Using the form filling assistant helps reduce “the time spent manually [having] to fill out every single section of every single form, so it allows us to have more one-on-one rapport with the clients and focus on conversation and engagement,” Avila explained. For instance, staff can dedicate more time to educating themselves and their clients on additional assistance programs and resources within the community.
Caseworkers’ positive experience with the AI agent reflects the nonprofits’ ongoing work to improve the performance and outcomes of the form filling assistant based on user feedback, Hammer said.
The latest iteration of the tool, for example, does not display all of its processing details while it is running because staff reported that such visuals can distract caseworkers during conversations with a client “who deserves their undivided attention,” she said. The agent’s technical details now fall into an accordion design that users can opt into, if they’d like to view more in-depth data.
The form filling assistant also generates flags on form fields that were filled by the AI tool and an explanation of why it pulled certain data, which encourages users to double-check applications before approving them for submission, Hammer said.
Another improvement was adjusting the tool to conduct an “upfront gap analysis” of an application form by scanning it and notifying the caseworker of missing information before automatically filling in the form, said Foad Green, a software engineer at Nava. This feature helps the caseworker and client jumpstart the process to retrieve the missing data, such as a medical record, instead of waiting for an interruption to occur.

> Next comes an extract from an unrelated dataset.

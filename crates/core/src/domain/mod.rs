pub mod account;
pub mod status;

Those improvements have helped boost staff’s confidence in leveraging the AI agent, which in turn helps residents feel more comfortable with caseworkers’ use of AI products when dealing with sensitive personal information, Avila said.
Indeed, Hammer noted that a major takeaway from the staff’s experience is that “an agentic AI-driven tool can improve the delivery of human services, but only when that tool is built upon the human expertise and the human relationships that are at the core of this work.”